◆ RECORDED DATA
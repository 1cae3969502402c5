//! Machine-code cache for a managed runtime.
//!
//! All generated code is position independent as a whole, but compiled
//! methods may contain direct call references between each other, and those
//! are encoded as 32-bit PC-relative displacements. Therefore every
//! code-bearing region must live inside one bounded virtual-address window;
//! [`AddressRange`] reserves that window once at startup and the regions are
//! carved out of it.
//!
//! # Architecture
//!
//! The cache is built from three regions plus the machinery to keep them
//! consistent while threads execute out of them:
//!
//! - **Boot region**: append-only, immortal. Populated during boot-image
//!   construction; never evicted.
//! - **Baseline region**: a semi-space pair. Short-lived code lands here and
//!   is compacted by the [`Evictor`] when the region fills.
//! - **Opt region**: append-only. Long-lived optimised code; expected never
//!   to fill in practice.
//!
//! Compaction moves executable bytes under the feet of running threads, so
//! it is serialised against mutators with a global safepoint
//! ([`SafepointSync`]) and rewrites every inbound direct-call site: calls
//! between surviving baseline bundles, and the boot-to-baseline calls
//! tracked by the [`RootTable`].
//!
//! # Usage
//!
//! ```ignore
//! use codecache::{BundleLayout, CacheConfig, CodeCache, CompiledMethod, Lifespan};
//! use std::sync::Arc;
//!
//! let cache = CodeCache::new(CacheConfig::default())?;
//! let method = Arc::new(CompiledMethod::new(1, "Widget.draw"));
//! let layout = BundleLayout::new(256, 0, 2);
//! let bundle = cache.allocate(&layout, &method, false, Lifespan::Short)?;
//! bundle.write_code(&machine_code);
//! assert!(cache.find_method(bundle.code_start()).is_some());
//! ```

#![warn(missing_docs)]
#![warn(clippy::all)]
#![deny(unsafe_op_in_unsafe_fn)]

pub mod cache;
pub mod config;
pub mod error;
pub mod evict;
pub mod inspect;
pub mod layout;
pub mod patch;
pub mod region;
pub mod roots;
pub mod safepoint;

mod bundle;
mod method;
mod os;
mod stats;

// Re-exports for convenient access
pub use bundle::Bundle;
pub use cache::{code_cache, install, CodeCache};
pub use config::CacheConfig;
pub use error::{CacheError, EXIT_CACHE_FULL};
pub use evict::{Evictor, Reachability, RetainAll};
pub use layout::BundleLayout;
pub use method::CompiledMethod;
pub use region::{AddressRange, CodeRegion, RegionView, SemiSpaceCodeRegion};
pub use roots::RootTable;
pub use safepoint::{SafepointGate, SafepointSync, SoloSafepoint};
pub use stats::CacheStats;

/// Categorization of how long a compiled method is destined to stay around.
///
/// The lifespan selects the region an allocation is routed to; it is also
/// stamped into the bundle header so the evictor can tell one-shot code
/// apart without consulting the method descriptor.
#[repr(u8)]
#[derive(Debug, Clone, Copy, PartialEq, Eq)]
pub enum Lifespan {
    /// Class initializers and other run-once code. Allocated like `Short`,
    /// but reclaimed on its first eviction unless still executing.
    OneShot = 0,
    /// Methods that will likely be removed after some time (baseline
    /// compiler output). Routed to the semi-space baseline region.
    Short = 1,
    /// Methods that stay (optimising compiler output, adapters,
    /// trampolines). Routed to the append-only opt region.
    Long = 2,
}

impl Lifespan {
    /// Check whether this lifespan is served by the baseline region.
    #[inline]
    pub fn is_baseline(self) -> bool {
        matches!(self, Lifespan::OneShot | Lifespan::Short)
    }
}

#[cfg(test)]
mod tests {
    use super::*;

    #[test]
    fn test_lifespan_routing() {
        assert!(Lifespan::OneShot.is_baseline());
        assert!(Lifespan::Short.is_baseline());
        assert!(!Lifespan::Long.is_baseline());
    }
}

==

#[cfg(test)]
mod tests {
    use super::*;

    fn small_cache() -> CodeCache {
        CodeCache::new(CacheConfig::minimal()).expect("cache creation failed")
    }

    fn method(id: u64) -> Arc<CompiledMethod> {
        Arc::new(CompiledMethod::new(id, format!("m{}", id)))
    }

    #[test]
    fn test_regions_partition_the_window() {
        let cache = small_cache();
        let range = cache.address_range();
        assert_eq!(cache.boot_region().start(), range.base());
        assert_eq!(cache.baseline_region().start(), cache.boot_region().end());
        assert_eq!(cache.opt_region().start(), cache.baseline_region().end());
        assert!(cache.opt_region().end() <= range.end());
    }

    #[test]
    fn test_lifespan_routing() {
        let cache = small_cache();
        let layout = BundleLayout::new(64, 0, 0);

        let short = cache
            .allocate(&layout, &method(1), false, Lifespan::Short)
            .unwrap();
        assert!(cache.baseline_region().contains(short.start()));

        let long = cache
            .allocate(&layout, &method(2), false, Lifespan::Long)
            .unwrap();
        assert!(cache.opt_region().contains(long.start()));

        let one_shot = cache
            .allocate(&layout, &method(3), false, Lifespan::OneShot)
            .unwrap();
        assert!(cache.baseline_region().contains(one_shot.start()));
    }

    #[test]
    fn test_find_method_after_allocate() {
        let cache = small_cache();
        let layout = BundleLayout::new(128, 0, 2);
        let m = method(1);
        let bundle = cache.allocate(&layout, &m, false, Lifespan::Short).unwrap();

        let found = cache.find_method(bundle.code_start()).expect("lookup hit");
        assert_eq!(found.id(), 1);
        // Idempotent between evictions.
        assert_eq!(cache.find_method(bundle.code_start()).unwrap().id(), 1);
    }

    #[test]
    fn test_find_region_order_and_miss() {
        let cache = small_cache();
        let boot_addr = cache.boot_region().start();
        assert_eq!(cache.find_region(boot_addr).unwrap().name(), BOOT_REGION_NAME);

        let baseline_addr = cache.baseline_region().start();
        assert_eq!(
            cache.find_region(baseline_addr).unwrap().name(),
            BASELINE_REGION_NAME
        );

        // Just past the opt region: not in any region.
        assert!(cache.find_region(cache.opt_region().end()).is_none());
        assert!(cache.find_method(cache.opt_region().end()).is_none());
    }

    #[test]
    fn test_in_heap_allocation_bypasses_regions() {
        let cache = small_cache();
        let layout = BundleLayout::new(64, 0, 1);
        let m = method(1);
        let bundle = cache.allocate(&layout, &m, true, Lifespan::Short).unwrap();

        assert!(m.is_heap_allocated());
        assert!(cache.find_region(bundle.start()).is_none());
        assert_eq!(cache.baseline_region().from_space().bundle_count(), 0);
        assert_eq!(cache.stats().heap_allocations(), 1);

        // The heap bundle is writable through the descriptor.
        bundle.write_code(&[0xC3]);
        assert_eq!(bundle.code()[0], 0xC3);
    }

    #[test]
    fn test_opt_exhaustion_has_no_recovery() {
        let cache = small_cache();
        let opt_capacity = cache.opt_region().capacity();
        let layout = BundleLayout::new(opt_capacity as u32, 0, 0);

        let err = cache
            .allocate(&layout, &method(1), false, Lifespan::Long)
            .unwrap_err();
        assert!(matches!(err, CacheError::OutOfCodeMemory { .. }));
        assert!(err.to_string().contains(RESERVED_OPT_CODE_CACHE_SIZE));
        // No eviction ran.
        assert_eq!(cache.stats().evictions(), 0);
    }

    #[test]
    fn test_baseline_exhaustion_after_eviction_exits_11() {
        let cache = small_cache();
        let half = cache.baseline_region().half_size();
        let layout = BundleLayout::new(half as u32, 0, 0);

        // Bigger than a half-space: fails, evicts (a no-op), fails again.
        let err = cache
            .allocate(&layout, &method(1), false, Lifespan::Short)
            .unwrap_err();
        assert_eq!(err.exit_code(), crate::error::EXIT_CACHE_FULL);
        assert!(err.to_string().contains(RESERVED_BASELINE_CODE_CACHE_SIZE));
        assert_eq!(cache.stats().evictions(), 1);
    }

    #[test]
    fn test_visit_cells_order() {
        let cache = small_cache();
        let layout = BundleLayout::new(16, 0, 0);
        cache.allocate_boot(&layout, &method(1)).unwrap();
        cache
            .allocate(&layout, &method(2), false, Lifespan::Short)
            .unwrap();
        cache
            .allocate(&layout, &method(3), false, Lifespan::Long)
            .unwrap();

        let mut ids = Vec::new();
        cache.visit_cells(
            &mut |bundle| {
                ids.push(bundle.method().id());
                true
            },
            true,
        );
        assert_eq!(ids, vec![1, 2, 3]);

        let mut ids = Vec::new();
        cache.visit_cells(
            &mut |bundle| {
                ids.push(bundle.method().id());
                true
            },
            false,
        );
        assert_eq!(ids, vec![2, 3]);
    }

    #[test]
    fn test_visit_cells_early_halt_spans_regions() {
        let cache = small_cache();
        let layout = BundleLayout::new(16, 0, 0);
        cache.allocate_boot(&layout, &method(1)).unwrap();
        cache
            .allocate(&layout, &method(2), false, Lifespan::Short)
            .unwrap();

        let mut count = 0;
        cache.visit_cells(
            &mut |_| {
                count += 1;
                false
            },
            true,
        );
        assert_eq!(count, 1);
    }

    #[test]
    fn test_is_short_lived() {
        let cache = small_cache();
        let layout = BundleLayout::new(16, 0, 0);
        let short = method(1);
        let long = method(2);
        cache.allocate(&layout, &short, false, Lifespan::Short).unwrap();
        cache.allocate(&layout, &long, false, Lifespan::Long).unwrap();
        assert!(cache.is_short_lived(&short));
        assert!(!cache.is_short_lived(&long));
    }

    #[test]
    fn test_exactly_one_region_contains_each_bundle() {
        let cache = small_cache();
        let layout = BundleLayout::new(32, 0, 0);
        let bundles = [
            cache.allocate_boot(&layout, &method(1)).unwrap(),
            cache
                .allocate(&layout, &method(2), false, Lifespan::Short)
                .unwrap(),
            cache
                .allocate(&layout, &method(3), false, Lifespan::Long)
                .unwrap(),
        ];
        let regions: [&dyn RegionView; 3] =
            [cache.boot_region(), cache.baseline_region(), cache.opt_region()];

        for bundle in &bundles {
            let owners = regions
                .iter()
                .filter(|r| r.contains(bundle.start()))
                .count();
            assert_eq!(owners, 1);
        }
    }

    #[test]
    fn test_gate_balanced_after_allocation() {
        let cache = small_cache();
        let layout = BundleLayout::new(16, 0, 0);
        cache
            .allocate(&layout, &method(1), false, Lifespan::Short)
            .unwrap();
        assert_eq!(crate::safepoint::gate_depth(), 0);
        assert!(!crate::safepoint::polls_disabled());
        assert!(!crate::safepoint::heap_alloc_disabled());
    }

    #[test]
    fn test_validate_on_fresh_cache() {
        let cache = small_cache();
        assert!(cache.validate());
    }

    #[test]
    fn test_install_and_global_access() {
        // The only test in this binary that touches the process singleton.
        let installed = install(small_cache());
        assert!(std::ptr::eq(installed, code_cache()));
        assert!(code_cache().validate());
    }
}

◆ ABOUT THIS TASK
Word for word, restate the lines above from the line containing "repository 1cae3969502402c5" through the line containing "displacements. Therefore every", with both included and nothing else.

◆ EXPECTED ANSWER
repository 1cae3969502402c5
//! Machine-code cache for a managed runtime.
//!
//! All generated code is position independent as a whole, but compiled
//! methods may contain direct call references between each other, and those
//! are encoded as 32-bit PC-relative displacements. Therefore every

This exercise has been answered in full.